◆ TASK STATEMENT
Reproduce the full listing without a single change.

◆ ENTRIES SUPPLIED
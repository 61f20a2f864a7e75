//! Built-in presets — a small factory library of ready-made sounds.

use serde::{Deserialize, Serialize};

use crate::params::{FilterType, ParameterSet, Waveform};

/// A named, described ParameterSet.
#[derive(Debug, Clone, PartialEq, Serialize, Deserialize)]
pub struct Preset {
    /// Stable identifier (e.g., "preset-laser-classic").
    pub id: String,
    pub name: String,
    pub description: String,
    pub params: ParameterSet,
}

impl Preset {
    fn new(id: &str, name: &str, description: &str, params: ParameterSet) -> Self {
        Preset {
            id: id.to_string(),
            name: name.to_string(),
            description: description.to_string(),
            params,
        }
    }
}

/// Every factory preset, in display order.
pub fn all() -> Vec<Preset> {
    vec![
        Preset::new(
            "preset-laser-classic",
            "Classic Laser",
            "A retro sci-fi laser blast",
            ParameterSet {
                waveform: Waveform::Sawtooth,
                frequency_start: 1800.0,
                frequency_end: 200.0,
                duration: 0.15,
                attack: 0.0,
                decay: 0.1,
                sustain: 0.1,
                release: 0.05,
                volume: 0.6,
                filter_type: FilterType::Lowpass,
                filter_freq: 4000.0,
                q_factor: 1.0,
                distortion: 0.1,
                reverb: 0.1,
                ..ParameterSet::default()
            },
        ),
        Preset::new(
            "preset-jump-8bit",
            "8-Bit Jump",
            "Classic platformer jump sound",
            ParameterSet {
                waveform: Waveform::Square,
                frequency_start: 150.0,
                frequency_end: 800.0,
                duration: 0.2,
                attack: 0.01,
                decay: 0.15,
                sustain: 0.0,
                release: 0.05,
                volume: 0.5,
                filter_type: FilterType::Lowpass,
                filter_freq: 2000.0,
                q_factor: 1.0,
                ..ParameterSet::default()
            },
        ),
        Preset::new(
            "preset-explosion-heavy",
            "Heavy Explosion",
            "Deep, noisy explosion",
            ParameterSet {
                waveform: Waveform::Noise,
                frequency_start: 100.0,
                frequency_end: 40.0,
                duration: 1.2,
                attack: 0.02,
                decay: 0.8,
                sustain: 0.1,
                release: 0.4,
                volume: 0.8,
                filter_type: FilterType::Lowpass,
                filter_freq: 350.0,
                q_factor: 4.0,
                distortion: 0.8,
                reverb: 0.4,
                ..ParameterSet::default()
            },
        ),
        Preset::new(
            "preset-cyber-echo",
            "Cyber Echo",
            "Glitchy tech notification",
            ParameterSet {
                waveform: Waveform::Triangle,
                frequency_start: 2000.0,
                frequency_end: 1500.0,
                duration: 0.1,
                attack: 0.0,
                decay: 0.05,
                sustain: 0.1,
                release: 0.1,
                volume: 0.5,
                filter_type: FilterType::Highpass,
                filter_freq: 1200.0,
                q_factor: 2.0,
                distortion: 0.4,
                delay_time: 0.25,
                delay_feedback: 0.5,
                reverb: 0.2,
                ..ParameterSet::default()
            },
        ),
        Preset::new(
            "preset-cave-drip",
            "Cave Drip",
            "Atmospheric droplet with reverb",
            ParameterSet {
                waveform: Waveform::Sine,
                frequency_start: 1200.0,
                frequency_end: 1000.0,
                duration: 0.05,
                attack: 0.005,
                decay: 0.03,
                sustain: 0.0,
                release: 0.02,
                volume: 0.4,
                filter_type: FilterType::Lowpass,
                filter_freq: 3000.0,
                q_factor: 1.0,
                reverb: 0.9,
                ..ParameterSet::default()
            },
        ),
    ]
}

/// Look up a preset by id.
pub fn find(id: &str) -> Option<Preset> {
    all().into_iter().find(|p| p.id == id)
}

#[cfg(test)]
mod tests {
    use super::*;
    use crate::dsp::renderer::{RenderConfig, render};

    #[test]
    fn ids_are_unique() {
        let presets = all();
        assert_eq!(presets.len(), 5);
        for (i, a) in presets.iter().enumerate() {
            for b in &presets[i + 1..] {
                assert_ne!(a.id, b.id);
            }
        }
    }

    #[test]
    fn find_by_id() {
        let laser = find("preset-laser-classic").unwrap();
        assert_eq!(laser.name, "Classic Laser");
        assert_eq!(laser.params.waveform, Waveform::Sawtooth);
        assert!(find("preset-missing").is_none());
    }

    #[test]
    fn presets_are_already_in_range() {
        for preset in all() {
            let mut expected = preset.params.clone();
            expected.harmonics = expected.harmonic_amplitudes().to_vec();
            assert_eq!(preset.params.clamped(), expected, "{} needed clamping", preset.id);
        }
    }

    #[test]
    fn serializes_with_camel_case_params() {
        let json = serde_json::to_string(&find("preset-cyber-echo").unwrap()).unwrap();
        assert!(json.contains("\"id\":\"preset-cyber-echo\""));
        assert!(json.contains("\"filterType\":\"highpass\""));
        assert!(json.contains("\"delayTime\":0.25"));

        let back: Preset = serde_json::from_str(&json).unwrap();
        assert_eq!(back, find("preset-cyber-echo").unwrap());
    }

    #[test]
    fn every_preset_renders() {
        for preset in all() {
            let buf = render(&preset.params, &RenderConfig::with_sample_rate(8000).seeded(3))
                .unwrap_or_else(|e| panic!("{} failed: {e}", preset.id));
            assert!(buf.peak() > 0.0, "{} is silent", preset.id);
        }
    }
}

◆ EXPECTED ANSWER
repository 61f20a2f864a7e75
//! Built-in presets — a small factory library of ready-made sounds.

use serde::{Deserialize, Serialize};

use crate::params::{FilterType, ParameterSet, Waveform};

/// A named, described ParameterSet.
#[derive(Debug, Clone, PartialEq, Serialize, Deserialize)]
pub struct Preset {
    /// Stable identifier (e.g., "preset-laser-classic").
    pub id: String,
    pub name: String,
    pub description: String,
    pub params: ParameterSet,
}

impl Preset {
    fn new(id: &str, name: &str, description: &str, params: ParameterSet) -> Self {
        Preset {
            id: id.to_string(),
            name: name.to_string(),
            description: description.to_string(),
            params,
        }
    }
}

/// Every factory preset, in display order.
pub fn all() -> Vec<Preset> {
    vec![
        Preset::new(
            "preset-laser-classic",
            "Classic Laser",
            "A retro sci-fi laser blast",
            ParameterSet {
                waveform: Waveform::Sawtooth,
                frequency_start: 1800.0,
                frequency_end: 200.0,
                duration: 0.15,
                attack: 0.0,
                decay: 0.1,
                sustain: 0.1,
                release: 0.05,
                volume: 0.6,
                filter_type: FilterType::Lowpass,
                filter_freq: 4000.0,
                q_factor: 1.0,
                distortion: 0.1,
                reverb: 0.1,
                ..ParameterSet::default()
            },
        ),
        Preset::new(
            "preset-jump-8bit",
            "8-Bit Jump",
            "Classic platformer jump sound",
            ParameterSet {
                waveform: Waveform::Square,
                frequency_start: 150.0,
                frequency_end: 800.0,
                duration: 0.2,
                attack: 0.01,
                decay: 0.15,
                sustain: 0.0,
                release: 0.05,
                volume: 0.5,
                filter_type: FilterType::Lowpass,
                filter_freq: 2000.0,
                q_factor: 1.0,
                ..ParameterSet::default()
            },
        ),
        Preset::new(
            "preset-explosion-heavy",
            "Heavy Explosion",
            "Deep, noisy explosion",
            ParameterSet {
                waveform: Waveform::Noise,
                frequency_start: 100.0,
                frequency_end: 40.0,
                duration: 1.2,
                attack: 0.02,
                decay: 0.8,
                sustain: 0.1,
                release: 0.4,
                volume: 0.8,
                filter_type: FilterType::Lowpass,
                filter_freq: 350.0,
                q_factor: 4.0,
                distortion: 0.8,
                reverb: 0.4,
                ..ParameterSet::default()
            },
        ),
        Preset::new(
            "preset-cyber-echo",
            "Cyber Echo",
            "Glitchy tech notification",
            ParameterSet {
                waveform: Waveform::Triangle,
                frequency_start: 2000.0,
                frequency_end: 1500.0,
                duration: 0.1,
                attack: 0.0,
                decay: 0.05,
                sustain: 0.1,
                release: 0.1,
                volume: 0.5,
                filter_type: FilterType::Highpass,
                filter_freq: 1200.0,
                q_factor: 2.0,
                distortion: 0.4,
                delay_time: 0.25,
                delay_feedback: 0.5,
                reverb: 0.2,
                ..ParameterSet::default()
            },
        ),
        Preset::new(
            "preset-cave-drip",
            "Cave Drip",
            "Atmospheric droplet with reverb",
            ParameterSet {
                waveform: Waveform::Sine,
                frequency_start: 1200.0,
                frequency_end: 1000.0,
                duration: 0.05,
                attack: 0.005,
                decay: 0.03,
                sustain: 0.0,
                release: 0.02,
                volume: 0.4,
                filter_type: FilterType::Lowpass,
                filter_freq: 3000.0,
                q_factor: 1.0,
                reverb: 0.9,
                ..ParameterSet::default()
            },
        ),
    ]
}

/// Look up a preset by id.
pub fn find(id: &str) -> Option<Preset> {
    all().into_iter().find(|p| p.id == id)
}

#[cfg(test)]
mod tests {
    use super::*;
    use crate::dsp::renderer::{RenderConfig, render};

    #[test]
    fn ids_are_unique() {
        let presets = all();
        assert_eq!(presets.len(), 5);
        for (i, a) in presets.iter().enumerate() {
            for b in &presets[i + 1..] {
                assert_ne!(a.id, b.id);
            }
        }
    }

    #[test]
    fn find_by_id() {
        let laser = find("preset-laser-classic").unwrap();
        assert_eq!(laser.name, "Classic Laser");
        assert_eq!(laser.params.waveform, Waveform::Sawtooth);
        assert!(find("preset-missing").is_none());
    }

    #[test]
    fn presets_are_already_in_range() {
        for preset in all() {
            let mut expected = preset.params.clone();
            expected.harmonics = expected.harmonic_amplitudes().to_vec();
            assert_eq!(preset.params.clamped(), expected, "{} needed clamping", preset.id);
        }
    }

    #[test]
    fn serializes_with_camel_case_params() {
        let json = serde_json::to_string(&find("preset-cyber-echo").unwrap()).unwrap();
        assert!(json.contains("\"id\":\"preset-cyber-echo\""));
        assert!(json.contains("\"filterType\":\"highpass\""));
        assert!(json.contains("\"delayTime\":0.25"));

        let back: Preset = serde_json::from_str(&json).unwrap();
        assert_eq!(back, find("preset-cyber-echo").unwrap());
    }

    #[test]
    fn every_preset_renders() {
        for preset in all() {
            let buf = render(&preset.params, &RenderConfig::with_sample_rate(8000).seeded(3))
                .unwrap_or_else(|e| panic!("{} failed: {e}", preset.id));
            assert!(buf.peak() > 0.0, "{} is silent", preset.id);
        }
    }
}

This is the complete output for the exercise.